By: Rabbi Jay Kelman |

"And G-d said, 'My spirit shall not continue to judge him forever; he is nothing but flesh, and his days will be 120 years'" (Breisheet 6:3). Man had gone from the Garden of Eden to the depths of depravity, and the days of lifespans of hundreds of years was over. Yet it took 26 generations - well over 2,000 years--until the Bible actually records that someone lived to 120; "And Moshe was 120 years when he died" (34:7).

We commonly bless people that they should live to 120. This is not only a wish for a long life, but also for good health and the retention of our faculties until the very end; "his eyes had not dimmed and his natural powers had not left him". Like his brother and sister, Moshe Rabbeinu died through neshika, a kiss from G-d, the ideal form of death. If we are to assume that death at 120 is the Biblical "ideal", it is only natural that it would be Moshe who would fulfill that ideal. By the time we get to King David, "the days of our life are seventy, and if in strength, eighty" (Tehillim 90).

Our wish that one should live to 120 is a blessing that we should strive to be like Moshe. While that goal may be unattainable, if we do not strive for it, we will not reach that which is possible.

While clearly others, i.e. Nadav and Avihu, died at an even younger age, they were put to death for a particular sin and the age of death is not actually recorded. There is, however, one biblical recording of one who had a shorter life span; namely Yosef, who died at 110 years. The rabbis were sensitive to his death at such a "young" age, asserting that it, too, was a form of punishment "for lording over his brothers".

"I am one hundred and twenty, and I can no longer latzeit ulavoh, go in and out". After a lifetime of accomplishment, it was time for Moshe to give way to Yehoshua. The words latzeit velavoh were first used by Moshe in asking G-d to choose Yehoshua in the first place. As Rashi (Bamidbar 27:17) notes, these words connote leadership in battle. Moshe's successor would have to wage battle to conquer the land, and such a leader would have to be on the front lines. This is how Moshe acted in battle with Sichon and Og, and this is what King David would do many years later. It is this approach that has long characterized Tzahal, the Israeli Defence Forces of today, where officers lead in battle and where most political leaders are drawn from the highest echelons of the military.

Despite all the grumblings and complaints against Moshe, Yehoshua had impossible shoes to fill, and any misstep could torpedo his efforts to effectively lead the nation as it began the long arduous process of statehood. He would need to demonstrate leadership, both political and military - not an easy task at the best of times, and surely not when a nation has never had a homeland.

In a significant melding of law and narrative, Moshe's exhortation to the people to fully accept Yehoshua, G-d's designed leader, is followed by the law of hakhel; the once-in-seven-year obligation to gather together the men, women, children and strangers to hear the word of Torah "so that they may listen, and so that they may learn, and fear G-d, keeping all of this Torah " (31:12).
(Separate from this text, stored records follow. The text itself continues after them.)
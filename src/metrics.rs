use std::sync::atomic::{AtomicU64, Ordering};

/// Thread-safe counters describing record activity.
#[derive(Default)]
pub struct RecordMetrics {
    records_created: AtomicU64,
    records_deleted: AtomicU64,
    names_generated: AtomicU64,
    naming_failures: AtomicU64,
}

impl RecordMetrics {
    /// Create an empty metrics accumulator.
    pub fn new() -> Self {
        Self::default()
    }

    /// Record a newly created record.
    pub fn record_created(&self) {
        self.records_created.fetch_add(1, Ordering::Relaxed);
    }

    /// Record a deleted record.
    pub fn record_deleted(&self) {
        self.records_deleted.fetch_add(1, Ordering::Relaxed);
    }

    /// Record a title written to a record.
    pub fn record_named(&self) {
        self.names_generated.fetch_add(1, Ordering::Relaxed);
    }

    /// Record a naming attempt that produced no title.
    pub fn record_naming_failure(&self) {
        self.naming_failures.fetch_add(1, Ordering::Relaxed);
    }

    /// Return a snapshot of the current counters.
    pub fn snapshot(&self) -> MetricsSnapshot {
        MetricsSnapshot {
            records_created: self.records_created.load(Ordering::Relaxed),
            records_deleted: self.records_deleted.load(Ordering::Relaxed),
            names_generated: self.names_generated.load(Ordering::Relaxed),
            naming_failures: self.naming_failures.load(Ordering::Relaxed),
        }
    }
}

/// Immutable view of record counters used for reporting.
#[derive(Debug, Clone, Copy, PartialEq, Eq, serde::Serialize)]
pub struct MetricsSnapshot {
    /// Records created since startup.
    pub records_created: u64,
    /// Records deleted since startup.
    pub records_deleted: u64,
    /// Titles written since startup.
    pub names_generated: u64,
    /// Naming attempts that produced no title.
    pub naming_failures: u64,
}

#[cfg(test)]
mod tests {
    use super::*;

    #[test]
    fn records_lifecycle_counters() {
        let metrics = RecordMetrics::new();
        metrics.record_created();
        metrics.record_created();
        metrics.record_deleted();
        metrics.record_named();
        metrics.record_naming_failure();

        let snapshot = metrics.snapshot();
        assert_eq!(snapshot.records_created, 2);
        assert_eq!(snapshot.records_deleted, 1);
        assert_eq!(snapshot.names_generated, 1);
        assert_eq!(snapshot.naming_failures, 1);
    }

    #[test]
    fn snapshot_starts_empty() {
        let snapshot = RecordMetrics::new().snapshot();
        assert_eq!(snapshot.records_created, 0);
        assert_eq!(snapshot.naming_failures, 0);
    }
}
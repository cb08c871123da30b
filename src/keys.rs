//! Typed record keys of the form `<namespace>:<sequence>`.
//!
//! Every record lives under a key built from a [`Namespace`] prefix and a positive sequence
//! number. Keys are parsed into [`RecordKey`] before any ordering or sequence arithmetic, so
//! callers never split strings by hand.

use std::fmt;
use std::str::FromStr;
use thiserror::Error;

/// Logical record families sharing the store.
#[derive(Debug, Clone, Copy, PartialEq, Eq, Hash)]
pub enum Namespace {
    /// Course materials (`courses:*`).
    Materials,
    /// Saved quizzes (`tests:*`).
    Quizzes,
    /// Saved assignments (`assignments:*`).
    Assignments,
}

impl Namespace {
    /// Key prefix used for records of this namespace.
    pub const fn prefix(self) -> &'static str {
        match self {
            Self::Materials => "courses",
            Self::Quizzes => "tests",
            Self::Assignments => "assignments",
        }
    }

    /// Older prefix still honoured when deleting records.
    pub const fn legacy_prefix(self) -> Option<&'static str> {
        match self {
            Self::Quizzes => Some("quizzes"),
            Self::Materials | Self::Assignments => None,
        }
    }

    /// Glob pattern matching every key of this namespace.
    pub fn pattern(self) -> String {
        format!("{}:*", self.prefix())
    }

    /// Name of the field holding the primary payload.
    pub const fn content_field(self) -> &'static str {
        match self {
            Self::Materials => "content",
            Self::Quizzes | Self::Assignments => "xml",
        }
    }

    /// Build the key for `sequence` within this namespace.
    pub const fn key(self, sequence: u64) -> RecordKey {
        RecordKey {
            namespace: self,
            sequence,
        }
    }

    /// Normalize a caller-supplied identifier into a full key string.
    ///
    /// A bare identifier such as `"12"` gets the namespace prefix prepended. A full key is
    /// accepted only under this namespace's prefix or its legacy prefix.
    pub fn normalize(self, identifier: &str) -> Result<String, KeyError> {
        let identifier = identifier.trim();
        match identifier.rsplit_once(':') {
            None => Ok(format!("{}:{identifier}", self.prefix())),
            Some((prefix, _))
                if prefix == self.prefix() || self.legacy_prefix() == Some(prefix) =>
            {
                Ok(identifier.to_string())
            }
            Some(_) => Err(KeyError::UnknownNamespace(identifier.to_string())),
        }
    }
}

impl fmt::Display for Namespace {
    fn fmt(&self, f: &mut fmt::Formatter<'_>) -> fmt::Result {
        f.write_str(self.prefix())
    }
}

/// Errors raised while parsing a textual key.
#[derive(Debug, Error, PartialEq, Eq)]
pub enum KeyError {
    /// The key carries no `:` separator.
    #[error("key '{0}' has no namespace separator")]
    MissingSeparator(String),
    /// The prefix does not name a known namespace.
    #[error("key '{0}' does not belong to a known namespace")]
    UnknownNamespace(String),
    /// The suffix is not a non-negative integer.
    #[error("key '{0}' has a non-numeric sequence")]
    InvalidSequence(String),
}

/// Parsed `<namespace>:<sequence>` key.
#[derive(Debug, Clone, Copy, PartialEq, Eq, Hash)]
pub struct RecordKey {
    /// Namespace the record belongs to.
    pub namespace: Namespace,
    /// Sequence number within the namespace.
    pub sequence: u64,
}

impl RecordKey {
    /// Parse `raw`, requiring it to belong to `namespace`.
    pub fn parse_in(namespace: Namespace, raw: &str) -> Result<Self, KeyError> {
        let key: Self = raw.parse()?;
        if key.namespace == namespace {
            Ok(key)
        } else {
            Err(KeyError::UnknownNamespace(raw.to_string()))
        }
    }
}

impl FromStr for RecordKey {
    type Err = KeyError;

    fn from_str(raw: &str) -> Result<Self, Self::Err> {
        let (prefix, suffix) = raw
            .rsplit_once(':')
            .ok_or_else(|| KeyError::MissingSeparator(raw.to_string()))?;
        let namespace = match prefix {
            "courses" => Namespace::Materials,
            "tests" => Namespace::Quizzes,
            "assignments" => Namespace::Assignments,
            _ => return Err(KeyError::UnknownNamespace(raw.to_string())),
        };
        let sequence = suffix
            .parse()
            .map_err(|_| KeyError::InvalidSequence(raw.to_string()))?;
        Ok(Self {
            namespace,
            sequence,
        })
    }
}

impl fmt::Display for RecordKey {
    fn fmt(&self, f: &mut fmt::Formatter<'_>) -> fmt::Result {
        write!(f, "{}:{}", self.namespace.prefix(), self.sequence)
    }
}

/// Extract the sequence suffix of any key; non-numeric suffixes yield `None`.
///
/// Unlike [`RecordKey`] this accepts foreign prefixes, which is what the vector service
/// and legacy keys need.
pub fn sequence_suffix(raw: &str) -> Option<u64> {
    raw.rsplit_once(':')
        .and_then(|(_, suffix)| suffix.parse().ok())
}

/// Compute the next sequence for a namespace from its existing keys.
///
/// Keys that do not parse are logged and skipped. Returns `max + 1`, or `1` when nothing
/// parses. Gaps left by deletions are never refilled.
pub fn next_sequence<'a, I>(namespace: Namespace, keys: I) -> u64
where
    I: IntoIterator<Item = &'a str>,
{
    let highest = keys
        .into_iter()
        .filter_map(|raw| match RecordKey::parse_in(namespace, raw) {
            Ok(key) => Some(key.sequence),
            Err(error) => {
                tracing::warn!(key = raw, %error, "Skipping unparsable key during sequence scan");
                None
            }
        })
        .max()
        .unwrap_or(0);
    highest + 1
}

/// Parse and sort keys ascending by sequence, dropping anything unparsable.
pub fn sorted_keys<'a, I>(namespace: Namespace, keys: I) -> Vec<RecordKey>
where
    I: IntoIterator<Item = &'a str>,
{
    let mut parsed: Vec<RecordKey> = keys
        .into_iter()
        .filter_map(|raw| match RecordKey::parse_in(namespace, raw) {
            Ok(key) => Some(key),
            Err(error) => {
                tracing::warn!(key = raw, %error, "Excluding unparsable key from ordering");
                None
            }
        })
        .collect();
    parsed.sort_by_key(|key| key.sequence);
    parsed
}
Conquering the land would require a united people joined by a shared sense of history and destiny. Yehoshua would need the men, women, children and strangers on board in this crucial mission. There is no more effective strategy for a new leader than to gather all the people together, with each one given their own task. For the mitzvah of hakhel, they gathered to learn, listen and observe; and in battle, we would need some to lead and some to follow, and all to buy into the mission.

The Jewish people have their own little hakhel each year on Yom Kippur, when we welcome sinners (i.e. ourselves) into shul. While we each have our own tasks, we must work together as one people all on the same page as we meet the many challenges we face as a nation.